FACILITY NAME (1) DOCKET NUMBER (2) LER NUMBER (6 PAGE (3) Point Beach Nuclear Plant Unit 2 05000301

Event Description:

On April 24, 2002, with the Point Beach Nuclear Plant (PBNP) Unit 2 in Mode 6, the Nuclear Management Company (NMC) was notified that one of the two pressurizer [PZR] safety valves [RV] failed to lift during testing. The valve was being tested off site by a vendor (Crane Nuclear, INC.). The vendor reported that the valve (Serial # N82732-00-0001) formerly in position 2RC-435 failed to lift at test pressures up to 2660 psig. The RCS safety valves at PBNP are Crosby Model HB-86-BP E valves. Testing pressure was limited to 2660 psig due to the boiler limitation and capacity of the test facility. The as found lift pressure specification for this valve is from 2440 to 2551 psig. In accordance with code requirement, the second in-service Unit 2 RCS pressurizer safety valve (Serial # XX05950199) was sent to the vendor for set point testing. The vendor initiated an investigation to determine why the first valve failed to lift.

On April 29, 2002, the NMC engineering department received a report of the vendor's initial investigation. The valve from position 2RC-435 had last been tested in November 2000 by the same vendor. The valve set point was determined to be within specification during the November 2000 test. In accordance with the vendor's normal practice, the valve was then checked for post set-point testing seat leakage. The valve was identified to have some seat leakage. Accordingly, a jack and lap procedure was done following the leak check to lap the valve disc and nozzle.

This process provides assurance that the valve will remain leak-tight with undamaged seats during the operating cycle.

It was during this process that the valve became incapable of lifting at the specified pressure, when the spindle threads were inadvertently left engaged in the disc holder threads. The valve assembly was corrected and the set point retested with satisfactory results. The other safety valve, from position 2RC-434, that was shipped for testing after failure of the first valve had also been tested and was found to lift within the specified range.

Based on our evaluation of the information we had received from the vendor regarding their investigation of the failed first valve, NMC concluded that PBNP Unit 2 had operated with one inoperable pressurizer safety valve for the past operating cycle from December 2000 to April 2002. This event was determined to be reportable both as a condition prohibited by the Technical Specification (LCO 3.4.10) and as an event or condition that resulted in an unanalyzed condition that had the potential to significantly degrade plant safety. The NRC was called with an event notification (EN# 38887) in accordance with 10 CFR 50.72(b)(3)(ii)(B) at 1626 CDT on April 30, 2002.

Cause:

The vendor has determined that the cause of this failure of a pressurizer safety valve to lift at the appropriate test pressure was due to improper reassembly of the valve following the previous valve testing in November 2000.

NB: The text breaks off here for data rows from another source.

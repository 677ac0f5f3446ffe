//! Broadcast channel for the change feed.
//!
//! [`EventBus`] wraps a [`tokio::sync::broadcast`] channel. Every tracking
//! write publishes a [`ChangeEvent`] through the bus; the metrics
//! aggregator and all WebSocket connections subscribe to receive events.

use tokio::sync::broadcast;

use super::ChangeEvent;

/// Broadcast bus for [`ChangeEvent`]s.
///
/// Backed by a `tokio::broadcast` channel with a configurable capacity
/// (default 10 000). When the ring buffer is full, the oldest events are
/// dropped for lagging receivers.
#[derive(Debug, Clone)]
pub struct EventBus {
    sender: broadcast::Sender<ChangeEvent>,
}

impl EventBus {
    /// Creates a new `EventBus` with the given channel capacity.
    #[must_use]
    pub fn new(capacity: usize) -> Self {
        let (sender, _) = broadcast::channel(capacity);
        Self { sender }
    }

    /// Publishes an event to all subscribers.
    ///
    /// Returns the number of receivers that received the event.
    /// If there are no active receivers, the event is silently dropped.
    pub fn publish(&self, event: ChangeEvent) -> usize {
        self.sender.send(event).unwrap_or(0)
    }

    /// Creates a new receiver that will receive all future events.
    #[must_use]
    pub fn subscribe(&self) -> broadcast::Receiver<ChangeEvent> {
        self.sender.subscribe()
    }

    /// Returns the current number of active receivers.
    #[must_use]
    pub fn receiver_count(&self) -> usize {
        self.sender.receiver_count()
    }
}

#[cfg(test)]
#[allow(clippy::panic)]
mod tests {
    use super::*;
    use crate::domain::SessionId;
    use chrono::Utc;

    fn make_event(entry_id: uuid::Uuid) -> ChangeEvent {
        ChangeEvent::ViewRecorded {
            entry_id,
            session_id: SessionId::new(),
            page: "/reviews/spin-palace".to_string(),
            timestamp: Utc::now(),
        }
    }

    #[test]
    fn publish_without_receivers_returns_zero() {
        let bus = EventBus::new(100);
        let count = bus.publish(make_event(uuid::Uuid::new_v4()));
        assert_eq!(count, 0);
    }

    #[tokio::test]
    async fn subscriber_receives_event() {
        let bus = EventBus::new(100);
        let mut rx = bus.subscribe();

        let id = uuid::Uuid::new_v4();
        bus.publish(make_event(id));

        let event = rx.recv().await;
        let Ok(event) = event else {
            panic!("expected to receive event");
        };
        assert_eq!(event.entry_id(), id);
    }

    #[tokio::test]
    async fn multiple_subscribers_receive_same_event() {
        let bus = EventBus::new(100);
        let mut rx1 = bus.subscribe();
        let mut rx2 = bus.subscribe();

        let id = uuid::Uuid::new_v4();
        let count = bus.publish(make_event(id));
        assert_eq!(count, 2);

        let e1 = rx1.recv().await;
        let e2 = rx2.recv().await;
        let Ok(e1) = e1 else {
            panic!("rx1 failed");
        };
        let Ok(e2) = e2 else {
            panic!("rx2 failed");
        };
        assert_eq!(e1.entry_id(), e2.entry_id());
    }

    #[test]
    fn receiver_count_tracks_subscribers() {
        let bus = EventBus::new(100);
        assert_eq!(bus.receiver_count(), 0);

        let _rx1 = bus.subscribe();
        assert_eq!(bus.receiver_count(), 1);

        let _rx2 = bus.subscribe();
        assert_eq!(bus.receiver_count(), 2);

        drop(_rx1);
        assert_eq!(bus.receiver_count(), 1);
    }
}
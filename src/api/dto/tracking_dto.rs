//! Request bodies for the tracking ingest endpoints.

use serde::Deserialize;
use utoipa::ToSchema;
use uuid::Uuid;

/// Body of `POST /api/v1/track/view`.
#[derive(Debug, Clone, Deserialize, ToSchema)]
pub struct TrackViewRequest {
    /// Visitor session identifier.
    pub session_id: Uuid,
    /// Path of the viewed page.
    pub page: String,
    /// Optional referrer URL.
    pub referrer: Option<String>,
}

/// Body of `POST /api/v1/track/event`.
#[derive(Debug, Clone, Deserialize, ToSchema)]
pub struct TrackEventRequest {
    /// Visitor session identifier.
    pub session_id: Uuid,
    /// Event name, e.g. `signup_opened`.
    pub name: String,
    /// Optional free-form detail string.
    #[serde(default)]
    pub details: String,
}

/// Body of `POST /api/v1/track/click`.
#[derive(Debug, Clone, Deserialize, ToSchema)]
pub struct TrackClickRequest {
    /// Click counter target, e.g. a casino slug.
    pub target: String,
}

/// Body of `POST /api/v1/track/conversion`.
#[derive(Debug, Clone, Deserialize, ToSchema)]
pub struct TrackConversionRequest {
    /// Visitor session identifier.
    pub session_id: Uuid,
    /// Conversion goal name, e.g. `deposit`.
    pub goal: String,
}
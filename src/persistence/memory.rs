//! In-memory [`Store`] implementation for service-level tests.

use std::collections::HashMap;

use chrono::{DateTime, NaiveDate, Utc};
use tokio::sync::Mutex;

use super::Store;
use crate::domain::{ActivityEntry, NotificationDefinition, NotificationId, SessionId, ViewRecord};
use crate::error::GatewayError;

#[derive(Debug, Default)]
struct MemoryState {
    page_views: Vec<(SessionId, String, DateTime<Utc>)>,
    user_events: Vec<(SessionId, String, String, DateTime<Utc>)>,
    click_counters: HashMap<String, i64>,
    conversions: Vec<(SessionId, String, DateTime<Utc>)>,
    activities: Vec<ActivityEntry>,
    notifications: Vec<NotificationDefinition>,
    view_records: Vec<ViewRecord>,
    settings: HashMap<String, String>,
    content_paths: Vec<String>,
    daily_stats: HashMap<NaiveDate, (i64, i64, i64)>,
    job_runs: Vec<(String, bool, String)>,
}

/// Test double storing everything in process memory.
///
/// `with_failing_reads` builds a store whose read queries all fail,
/// for exercising error paths the normal store never hits.
#[derive(Debug, Default)]
pub(crate) struct MemoryStore {
    state: Mutex<MemoryState>,
    fail_reads: bool,
}

impl MemoryStore {
    pub(crate) fn new() -> Self {
        Self::default()
    }

    pub(crate) fn with_failing_reads() -> Self {
        Self {
            state: Mutex::default(),
            fail_reads: true,
        }
    }

    fn check_reads(&self) -> Result<(), GatewayError> {
        if self.fail_reads {
            return Err(GatewayError::PersistenceError(
                "simulated read failure".to_string(),
            ));
        }
        Ok(())
    }

    pub(crate) async fn set_content_paths(&self, paths: Vec<String>) {
        self.state.lock().await.content_paths = paths;
    }

    pub(crate) async fn view_record_count(&self) -> usize {
        self.state.lock().await.view_records.len()
    }

    pub(crate) async fn all_view_records(&self) -> Vec<ViewRecord> {
        self.state.lock().await.view_records.clone()
    }

    pub(crate) async fn job_runs(&self) -> Vec<(String, bool, String)> {
        self.state.lock().await.job_runs.clone()
    }

    pub(crate) async fn daily_stats(&self, day: NaiveDate) -> Option<(i64, i64, i64)> {
        self.state.lock().await.daily_stats.get(&day).copied()
    }
}

impl Store for MemoryStore {
    async fn insert_page_view(
        &self,
        session: SessionId,
        page: &str,
        _referrer: Option<&str>,
        at: DateTime<Utc>,
    ) -> Result<(), GatewayError> {
        self.state
            .lock()
            .await
            .page_views
            .push((session, page.to_string(), at));
        Ok(())
    }

    async fn insert_user_event(
        &self,
        session: SessionId,
        name: &str,
        details: &str,
        at: DateTime<Utc>,
    ) -> Result<(), GatewayError> {
        self.state
            .lock()
            .await
            .user_events
            .push((session, name.to_string(), details.to_string(), at));
        Ok(())
    }

    async fn bump_click_counter(&self, target: &str, by: i64) -> Result<(i64, i64), GatewayError> {
        let mut state = self.state.lock().await;
        let counter = state.click_counters.entry(target.to_string()).or_insert(0);
        let old = *counter;
        *counter += by;
        Ok((old, *counter))
    }

    async fn insert_conversion(
        &self,
        session: SessionId,
        goal: &str,
        at: DateTime<Utc>,
    ) -> Result<(), GatewayError> {
        self.state
            .lock()
            .await
            .conversions
            .push((session, goal.to_string(), at));
        Ok(())
    }

    async fn append_activity(&self, entry: &ActivityEntry) -> Result<(), GatewayError> {
        self.state.lock().await.activities.push(entry.clone());
        Ok(())
    }

    async fn total_page_views(&self) -> Result<u64, GatewayError> {
        self.check_reads()?;
        Ok(self.state.lock().await.page_views.len() as u64)
    }

    async fn total_clicks(&self) -> Result<u64, GatewayError> {
        self.check_reads()?;
        let sum: i64 = self.state.lock().await.click_counters.values().sum();
        Ok(u64::try_from(sum).unwrap_or(0))
    }

    async fn active_sessions_since(&self, cutoff: DateTime<Utc>) -> Result<u64, GatewayError> {
        self.check_reads()?;
        let state = self.state.lock().await;
        let mut sessions: Vec<SessionId> = state
            .page_views
            .iter()
            .filter(|(_, _, at)| *at >= cutoff)
            .map(|(s, _, _)| *s)
            .collect();
        sessions.sort_by_key(|s| *s.as_uuid());
        sessions.dedup();
        Ok(sessions.len() as u64)
    }

    async fn recent_activities(&self, limit: i64) -> Result<Vec<ActivityEntry>, GatewayError> {
        self.check_reads()?;
        let state = self.state.lock().await;
        let mut entries = state.activities.clone();
        entries.sort_by(|a, b| b.timestamp.cmp(&a.timestamp));
        entries.truncate(usize::try_from(limit).unwrap_or(0));
        Ok(entries)
    }

    async fn upsert_notification(
        &self,
        definition: &NotificationDefinition,
    ) -> Result<(), GatewayError> {
        let mut state = self.state.lock().await;
        if let Some(existing) = state
            .notifications
            .iter_mut()
            .find(|d| d.id == definition.id)
        {
            *existing = definition.clone();
        } else {
            state.notifications.push(definition.clone());
        }
        Ok(())
    }

    async fn delete_notification(&self, id: NotificationId) -> Result<bool, GatewayError> {
        let mut state = self.state.lock().await;
        let before = state.notifications.len();
        state.notifications.retain(|d| d.id != id);
        Ok(state.notifications.len() != before)
    }

    async fn load_notifications(&self) -> Result<Vec<NotificationDefinition>, GatewayError> {
        Ok(self.state.lock().await.notifications.clone())
    }

    async fn insert_view_record(&self, record: &ViewRecord) -> Result<(), GatewayError> {
        self.state.lock().await.view_records.push(record.clone());
        Ok(())
    }

    async fn view_records_for_session(
        &self,
        session: SessionId,
    ) -> Result<Vec<ViewRecord>, GatewayError> {
        Ok(self
            .state
            .lock()
            .await
            .view_records
            .iter()
            .filter(|r| r.session_id == session)
            .cloned()
            .collect())
    }

    async fn view_records_for_notification(
        &self,
        id: NotificationId,
    ) -> Result<Vec<ViewRecord>, GatewayError> {
        Ok(self
            .state
            .lock()
            .await
            .view_records
            .iter()
            .filter(|r| r.notification_id == id)
            .cloned()
            .collect())
    }

    async fn mark_dismissed(
        &self,
        id: NotificationId,
        session: SessionId,
    ) -> Result<bool, GatewayError> {
        let mut state = self.state.lock().await;
        let latest = state
            .view_records
            .iter_mut()
            .filter(|r| r.notification_id == id && r.session_id == session)
            .max_by_key(|r| r.viewed_at);
        match latest {
            Some(record) => {
                record.dismissed = true;
                Ok(true)
            }
            None => Ok(false),
        }
    }

    async fn mark_clicked(
        &self,
        id: NotificationId,
        session: SessionId,
    ) -> Result<bool, GatewayError> {
        let mut state = self.state.lock().await;
        let latest = state
            .view_records
            .iter_mut()
            .filter(|r| r.notification_id == id && r.session_id == session)
            .max_by_key(|r| r.viewed_at);
        match latest {
            Some(record) => {
                record.clicked = true;
                Ok(true)
            }
            None => Ok(false),
        }
    }

    async fn put_setting(&self, key: &str, value: &str) -> Result<(), GatewayError> {
        self.state
            .lock()
            .await
            .settings
            .insert(key.to_string(), value.to_string());
        Ok(())
    }

    async fn get_setting(&self, key: &str) -> Result<Option<String>, GatewayError> {
        Ok(self.state.lock().await.settings.get(key).cloned())
    }

    async fn published_paths(&self) -> Result<Vec<String>, GatewayError> {
        Ok(self.state.lock().await.content_paths.clone())
    }

    async fn rollup_daily(&self, day: NaiveDate) -> Result<(), GatewayError> {
        let mut state = self.state.lock().await;
        let views = state
            .page_views
            .iter()
            .filter(|(_, _, at)| at.date_naive() == day)
            .count() as i64;
        let events = state
            .user_events
            .iter()
            .filter(|(_, _, _, at)| at.date_naive() == day)
            .count() as i64;
        let conversions = state
            .conversions
            .iter()
            .filter(|(_, _, at)| at.date_naive() == day)
            .count() as i64;
        state.daily_stats.insert(day, (views, events, conversions));
        Ok(())
    }

    async fn record_job_run(
        &self,
        job: &str,
        success: bool,
        detail: &str,
    ) -> Result<(), GatewayError> {
        self.state
            .lock()
            .await
            .job_runs
            .push((job.to_string(), success, detail.to_string()));
        Ok(())
    }
}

Following as-left set point testing of the valve, the valve is tested for seat leakage at 90% of test pressure. If the valve fails this leak test, the valve disc and nozzle are typically lapped, or polished, to remove any slight steam cutting of the valve which can occur during the lift point testing. The valve is then reassembled and leak tested again to ensure that the valve will remain leak tight following reinstallation in the plant. The lapping requires partial disassembly of the valve to separate the valve body from the bonnet. This can be accomplished without affecting the spring setting or lift set point of the valve. However, during the reassembly of the valve following the lapping in November 2000, the technician failed to ensure that the spindle and disc holder were fully engaged, leaving the spindle threads engaged in the disc holder threads (See drawing attached). This caused the actual lift point of the safety valve to exceed the allowable limits. No measurements or testing was conducted following the reassembly to ensure the valve set point was unaffected by the disassembly. The valve manufacturer has estimated that the actual lift point of the misassembled valve would have exceeded 3000 psig, rendering the valve inoperable during the past operating cycle.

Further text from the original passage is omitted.